(WHAT YOU SHOULD DO)
Compute how many lines in the listing below hold the string "body", then state only the result.

(SUPPLIED MATERIAL)
· · · · · · ·
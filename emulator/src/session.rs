use std::io::{self, Write};

use embassy_futures::block_on;
use ranging_core::config::SessionConfig;
use ranging_core::controller::ControllerError;
use ranging_core::orchestrator::{CycleOutcome, CycleStats, RangingCycle, SessionError};
use ranging_core::procedure::Role;
use ranging_core::telemetry::{TelemetryPayload, TelemetryRecord};
use ranging_firmware::{RangingSession, SessionInstant};

use crate::script::{Scenario, ScenarioEvent};
use crate::sim::{REJECTED_STATUS, SimController, SimEstimator, SimPeer};

/// Result of replaying a scenario.
#[derive(Clone, Debug, PartialEq)]
pub struct EmulationReport {
    pub outcomes: Vec<CycleOutcome>,
    pub stats: CycleStats,
    pub estimator_calls: usize,
    pub fetch_requests: usize,
    /// Fatal error that ended the run early.
    pub error: Option<SessionError>,
}

/// Replays a [`Scenario`] against a real ranging session.
pub struct EmulatorSession {
    scenario: Scenario,
}

impl EmulatorSession {
    #[must_use]
    pub fn new(scenario: Scenario) -> Self {
        Self { scenario }
    }

    fn config(&self) -> SessionConfig {
        let base = match self.scenario.role {
            Role::Initiator => SessionConfig::initiator(),
            Role::Reflector => SessionConfig::reflector(),
        };
        base.with_timeouts(self.scenario.timeouts)
    }

    /// Runs setup and one cycle per scenario event, writing the transcript
    /// to `out`. Session log lines go to stdout alongside it.
    pub fn run<W: Write>(&self, out: &mut W) -> io::Result<EmulationReport> {
        let session: RangingSession = RangingSession::new(self.config());
        let scenario = &self.scenario;
        let mut controller =
            SimController::new(&session, scenario.capabilities, scenario.setup_failure);
        let mut peer = SimPeer::new(&session, scenario.setup_failure);
        let mut estimator = SimEstimator::default();
        let mut report = EmulationReport {
            outcomes: Vec::new(),
            stats: CycleStats::default(),
            estimator_calls: 0,
            fetch_requests: 0,
            error: None,
        };

        writeln!(out, "== setup ({})", scenario.role)?;
        if !session.config().timeouts.is_valid() {
            report.error = Some(SessionError::InvalidTimeouts);
        } else if let Err(err) = block_on(session.setup(&mut controller, &mut peer)) {
            report.error = Some(err);
        }

        if report.error.is_none() && scenario.role == Role::Initiator {
            let mut cycle = RangingCycle::<SessionInstant>::new(scenario.timeouts);
            for (index, event) in scenario.events.iter().enumerate() {
                let plan = match *event {
                    ScenarioEvent::Stray(len) => {
                        writeln!(out, "== stray segment ({len} bytes)")?;
                        let outcome = session.on_ranging_data_segment(&vec![0; len]);
                        writeln!(out, "   -> {outcome:?}")?;
                        continue;
                    }
                    ScenarioEvent::Procedure(plan) => {
                        controller.arm(plan);
                        Some(plan)
                    }
                    ScenarioEvent::EnableFail => {
                        controller
                            .fail_next_enable(ControllerError::Rejected(REJECTED_STATUS));
                        None
                    }
                    ScenarioEvent::Disconnect => {
                        controller.fail_next_enable(ControllerError::Disconnected);
                        None
                    }
                };
                peer.arm(plan);

                match plan {
                    Some(plan) => {
                        writeln!(out, "== cycle {}: procedure {}", index + 1, plan.counter)?;
                    }
                    None => writeln!(out, "== cycle {}", index + 1)?,
                }
                let result = block_on(session.run_cycle(
                    &mut cycle,
                    &mut controller,
                    &mut peer,
                    &mut estimator,
                ));
                match result {
                    Ok(outcome) => {
                        write_outcome(out, &outcome)?;
                        report.outcomes.push(outcome);
                    }
                    Err(err) => {
                        report.error = Some(err);
                        break;
                    }
                }
            }
            report.stats = *cycle.stats();
        }

        if let Some(err) = report.error {
            writeln!(out, "== stopped: {err}")?;
        }
        report.estimator_calls = estimator.calls();
        report.fetch_requests = peer.requests();

        writeln!(out, "== status")?;
        writeln!(out, "{}", session.snapshot())?;
        writeln!(out, "== telemetry")?;
        session.with_telemetry(|telemetry| {
            telemetry
                .oldest_first()
                .try_for_each(|record| write_record(out, record))
        })?;

        Ok(report)
    }
}

fn write_outcome<W: Write>(out: &mut W, outcome: &CycleOutcome) -> io::Result<()> {
    match outcome {
        CycleOutcome::Estimated { counter, estimate } => {
            writeln!(out, "   -> procedure {counter}: {estimate}")
        }
        CycleOutcome::EstimateFailed { counter, error } => {
            writeln!(out, "   -> procedure {counter}: no estimate ({error})")
        }
        CycleOutcome::Retry(reason) => writeln!(out, "   -> retry: {reason}"),
    }
}

fn write_record<W: Write>(
    out: &mut W,
    record: &TelemetryRecord<SessionInstant>,
) -> io::Result<()> {
    write!(
        out,
        "#{:<3} {:>10}us {}",
        record.id,
        record.timestamp.as_micros(),
        record.event
    )?;
    match record.details {
        TelemetryPayload::None => writeln!(out),
        TelemetryPayload::Procedure(details) => {
            write!(out, " counter={} bytes={}", details.counter, details.buffered)?;
            match details.since_cycle_start {
                Some(elapsed) => writeln!(out, " +{}us", elapsed.as_micros()),
                None => writeln!(out),
            }
        }
        TelemetryPayload::Retry(reason) => writeln!(out, " {}", reason.label()),
    }
}

#[cfg(test)]
mod tests {
    use super::*;
    use crate::script::parse_scenario;
    use ranging_core::orchestrator::{RetryReason, SetupError, SetupStep};
    use ranging_core::procedure::ProcedureCounter;

    const FAST: &str = "timeouts local=40ms peer=40ms grace=10ms fetch=40ms\n";

    fn replay(body: &str) -> (EmulationReport, String) {
        let scenario = parse_scenario(&format!("{FAST}{body}")).expect("valid script");
        let mut transcript = Vec::new();
        let report = EmulatorSession::new(scenario)
            .run(&mut transcript)
            .expect("in-memory writer");
        (report, String::from_utf8(transcript).expect("utf-8 transcript"))
    }

    #[test]
    fn aligned_procedure_is_estimated() {
        let (report, transcript) = replay("procedure 5 paths=2 distance=150cm\n");

        assert_eq!(report.error, None);
        assert_eq!(report.estimator_calls, 1);
        assert_eq!(report.fetch_requests, 1);
        assert!(matches!(
            report.outcomes.as_slice(),
            [CycleOutcome::Estimated { counter, estimate }]
                if *counter == ProcedureCounter::new(5) && estimate.ifft == Some(1.5)
        ));
        assert!(transcript.contains("== cycle 1: procedure 5"));
        assert!(transcript.contains("ifft: 1.50 m"));
    }

    #[test]
    fn misaligned_and_failed_cycles_retry() {
        let (report, _) = replay(
            "\
procedure 7 peer=6
procedure 9 local=overflow peer=none
procedure 3 fetch=timeout
procedure 4 fetch=fail
enable-fail
procedure 8
",
        );

        assert_eq!(report.error, None);
        assert_eq!(
            report.outcomes[..5],
            [
                CycleOutcome::Retry(RetryReason::CounterMismatch {
                    local: Some(ProcedureCounter::new(7)),
                    peer: Some(ProcedureCounter::new(6)),
                }),
                CycleOutcome::Retry(RetryReason::LocalTimeout),
                CycleOutcome::Retry(RetryReason::FetchTimeout),
                CycleOutcome::Retry(RetryReason::FetchFailed(
                    ranging_core::retriever::TransferError::Rejected(REJECTED_STATUS)
                )),
                CycleOutcome::Retry(RetryReason::EnableFailed(ControllerError::Rejected(
                    REJECTED_STATUS
                ))),
            ]
        );
        assert!(report.outcomes[5].reached_estimator());
        assert_eq!(report.estimator_calls, 1);
        assert_eq!(report.stats.attempts, 6);
        assert_eq!(report.stats.total_retries(), 5);
    }

    #[test]
    fn disconnect_stops_the_run() {
        let (report, transcript) = replay("disconnect\nprocedure 1\n");

        assert_eq!(report.error, Some(SessionError::LinkLost));
        assert!(report.outcomes.is_empty());
        assert!(transcript.contains("== stopped: link lost"));
    }

    #[test]
    fn setup_failure_skips_the_loop() {
        let (report, _) = replay("fail-setup subscribe-ready\nprocedure 1\n");

        assert_eq!(
            report.error,
            Some(SessionError::Setup(
                SetupStep::SubscribeReady,
                SetupError::Transfer(ranging_core::retriever::TransferError::Rejected(
                    REJECTED_STATUS
                )),
            ))
        );
        assert_eq!(report.stats.attempts, 0);
    }

    #[test]
    fn reflector_only_runs_setup() {
        let (report, transcript) = replay("role reflector\nprocedure 1\n");

        assert_eq!(report.error, None);
        assert!(report.outcomes.is_empty());
        assert!(transcript.contains("== setup (reflector)"));
    }
}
· · · · · · ·
(SOLUTION TO THIS PROBLEM)
2